** DATA FOR REVIEW follows **
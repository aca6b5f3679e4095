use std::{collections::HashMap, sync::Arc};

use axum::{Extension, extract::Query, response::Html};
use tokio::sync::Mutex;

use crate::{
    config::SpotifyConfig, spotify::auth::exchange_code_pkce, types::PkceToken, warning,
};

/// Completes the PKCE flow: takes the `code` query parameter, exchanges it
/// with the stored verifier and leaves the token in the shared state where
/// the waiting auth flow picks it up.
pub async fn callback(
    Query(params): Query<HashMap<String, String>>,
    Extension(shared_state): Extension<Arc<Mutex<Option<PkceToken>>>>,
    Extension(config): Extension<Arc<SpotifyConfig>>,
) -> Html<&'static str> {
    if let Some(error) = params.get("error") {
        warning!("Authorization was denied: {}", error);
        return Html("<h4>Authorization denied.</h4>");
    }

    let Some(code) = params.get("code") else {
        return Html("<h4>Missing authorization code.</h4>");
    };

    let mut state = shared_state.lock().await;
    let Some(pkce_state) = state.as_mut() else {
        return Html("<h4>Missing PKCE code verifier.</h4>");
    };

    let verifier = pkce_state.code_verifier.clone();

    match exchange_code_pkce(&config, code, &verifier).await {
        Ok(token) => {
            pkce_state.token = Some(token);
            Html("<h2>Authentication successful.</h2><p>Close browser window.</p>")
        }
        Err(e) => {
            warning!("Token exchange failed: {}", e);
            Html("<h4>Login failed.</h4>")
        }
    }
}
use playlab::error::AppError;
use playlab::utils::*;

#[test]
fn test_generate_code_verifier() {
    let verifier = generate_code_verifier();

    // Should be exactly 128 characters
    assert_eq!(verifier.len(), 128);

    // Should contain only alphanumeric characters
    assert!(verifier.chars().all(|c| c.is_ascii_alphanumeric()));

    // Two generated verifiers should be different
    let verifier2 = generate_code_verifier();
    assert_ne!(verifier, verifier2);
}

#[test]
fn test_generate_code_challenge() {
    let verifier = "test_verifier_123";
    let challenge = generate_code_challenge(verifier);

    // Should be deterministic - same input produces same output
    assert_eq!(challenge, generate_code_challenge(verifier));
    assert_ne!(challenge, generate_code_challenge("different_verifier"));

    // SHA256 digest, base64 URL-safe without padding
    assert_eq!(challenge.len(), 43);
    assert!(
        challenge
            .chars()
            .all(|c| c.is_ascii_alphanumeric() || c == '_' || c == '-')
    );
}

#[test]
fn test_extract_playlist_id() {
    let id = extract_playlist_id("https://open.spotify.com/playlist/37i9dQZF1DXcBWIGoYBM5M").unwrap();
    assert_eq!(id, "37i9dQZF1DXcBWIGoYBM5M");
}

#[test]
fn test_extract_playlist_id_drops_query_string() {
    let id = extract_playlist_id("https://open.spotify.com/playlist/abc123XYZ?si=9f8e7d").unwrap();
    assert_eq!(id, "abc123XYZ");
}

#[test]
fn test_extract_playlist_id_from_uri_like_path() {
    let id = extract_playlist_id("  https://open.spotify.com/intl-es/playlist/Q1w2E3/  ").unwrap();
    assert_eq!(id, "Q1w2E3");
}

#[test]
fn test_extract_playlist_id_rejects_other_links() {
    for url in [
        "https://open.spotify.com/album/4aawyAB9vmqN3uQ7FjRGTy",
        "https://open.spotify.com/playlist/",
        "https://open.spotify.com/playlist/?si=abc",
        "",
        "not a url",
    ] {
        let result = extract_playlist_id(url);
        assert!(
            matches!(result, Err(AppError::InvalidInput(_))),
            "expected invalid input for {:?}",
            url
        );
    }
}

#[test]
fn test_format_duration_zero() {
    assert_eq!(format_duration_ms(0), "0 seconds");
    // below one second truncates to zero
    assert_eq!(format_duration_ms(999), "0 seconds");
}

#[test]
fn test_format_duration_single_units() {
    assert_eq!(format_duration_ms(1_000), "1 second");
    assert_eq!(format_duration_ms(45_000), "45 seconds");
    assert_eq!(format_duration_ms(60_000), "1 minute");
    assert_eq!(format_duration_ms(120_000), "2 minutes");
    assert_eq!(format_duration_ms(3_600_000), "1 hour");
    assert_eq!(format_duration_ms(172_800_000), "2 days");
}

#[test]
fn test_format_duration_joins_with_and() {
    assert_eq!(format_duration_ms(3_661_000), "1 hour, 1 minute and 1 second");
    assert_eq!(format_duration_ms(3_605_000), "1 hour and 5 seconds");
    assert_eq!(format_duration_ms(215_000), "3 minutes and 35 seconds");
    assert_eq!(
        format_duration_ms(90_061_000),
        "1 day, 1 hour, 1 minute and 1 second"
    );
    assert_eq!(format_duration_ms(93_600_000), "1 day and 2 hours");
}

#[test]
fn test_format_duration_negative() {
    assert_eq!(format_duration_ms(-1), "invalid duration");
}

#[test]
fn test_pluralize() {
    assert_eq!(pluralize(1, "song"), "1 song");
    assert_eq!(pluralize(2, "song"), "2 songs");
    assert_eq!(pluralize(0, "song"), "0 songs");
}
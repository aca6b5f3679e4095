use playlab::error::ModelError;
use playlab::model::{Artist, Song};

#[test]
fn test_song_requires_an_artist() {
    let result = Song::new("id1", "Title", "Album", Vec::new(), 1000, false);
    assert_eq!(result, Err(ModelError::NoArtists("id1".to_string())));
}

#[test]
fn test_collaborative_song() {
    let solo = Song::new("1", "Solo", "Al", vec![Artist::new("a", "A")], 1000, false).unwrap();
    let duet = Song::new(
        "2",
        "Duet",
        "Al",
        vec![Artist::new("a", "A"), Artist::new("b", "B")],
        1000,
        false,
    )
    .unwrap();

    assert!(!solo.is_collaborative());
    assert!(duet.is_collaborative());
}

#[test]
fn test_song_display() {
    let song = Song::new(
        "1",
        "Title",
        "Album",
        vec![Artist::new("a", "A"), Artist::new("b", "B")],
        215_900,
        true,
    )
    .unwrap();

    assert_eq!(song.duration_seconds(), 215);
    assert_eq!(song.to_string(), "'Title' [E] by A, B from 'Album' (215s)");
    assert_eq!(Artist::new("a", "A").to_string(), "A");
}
** End of DATA FOR REVIEW **
** DATA FOR REVIEW follows **
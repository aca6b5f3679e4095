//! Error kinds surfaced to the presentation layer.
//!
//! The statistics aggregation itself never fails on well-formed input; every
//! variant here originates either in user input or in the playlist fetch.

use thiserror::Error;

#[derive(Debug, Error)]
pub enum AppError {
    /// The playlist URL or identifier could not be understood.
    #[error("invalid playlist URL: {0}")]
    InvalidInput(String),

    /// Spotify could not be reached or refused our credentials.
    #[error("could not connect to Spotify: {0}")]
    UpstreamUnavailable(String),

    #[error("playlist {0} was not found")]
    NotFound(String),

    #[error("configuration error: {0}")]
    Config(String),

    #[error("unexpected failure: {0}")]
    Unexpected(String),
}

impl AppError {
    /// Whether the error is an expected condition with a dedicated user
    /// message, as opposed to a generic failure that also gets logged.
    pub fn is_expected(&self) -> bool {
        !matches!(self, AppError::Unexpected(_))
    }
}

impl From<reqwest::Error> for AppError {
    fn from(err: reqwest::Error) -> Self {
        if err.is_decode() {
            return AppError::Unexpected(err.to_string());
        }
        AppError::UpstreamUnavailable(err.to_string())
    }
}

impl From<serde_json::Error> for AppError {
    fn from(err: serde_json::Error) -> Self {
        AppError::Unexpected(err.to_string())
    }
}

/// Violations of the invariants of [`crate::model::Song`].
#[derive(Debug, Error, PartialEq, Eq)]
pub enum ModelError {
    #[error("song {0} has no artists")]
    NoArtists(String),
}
** End of DATA FOR REVIEW **
EXERCISE OBJECTIVE
Look through the data above and return exactly the lines from the one that contains "picks it up." to the one that contains "if let Some(error)", inclusive, with nothing else.

RESPONSE TO THIS EXERCISE
/// the waiting auth flow picks it up.
pub async fn callback(
    Query(params): Query<HashMap<String, String>>,
    Extension(shared_state): Extension<Arc<Mutex<Option<PkceToken>>>>,
    Extension(config): Extension<Arc<SpotifyConfig>>,
) -> Html<&'static str> {
    if let Some(error) = params.get("error") {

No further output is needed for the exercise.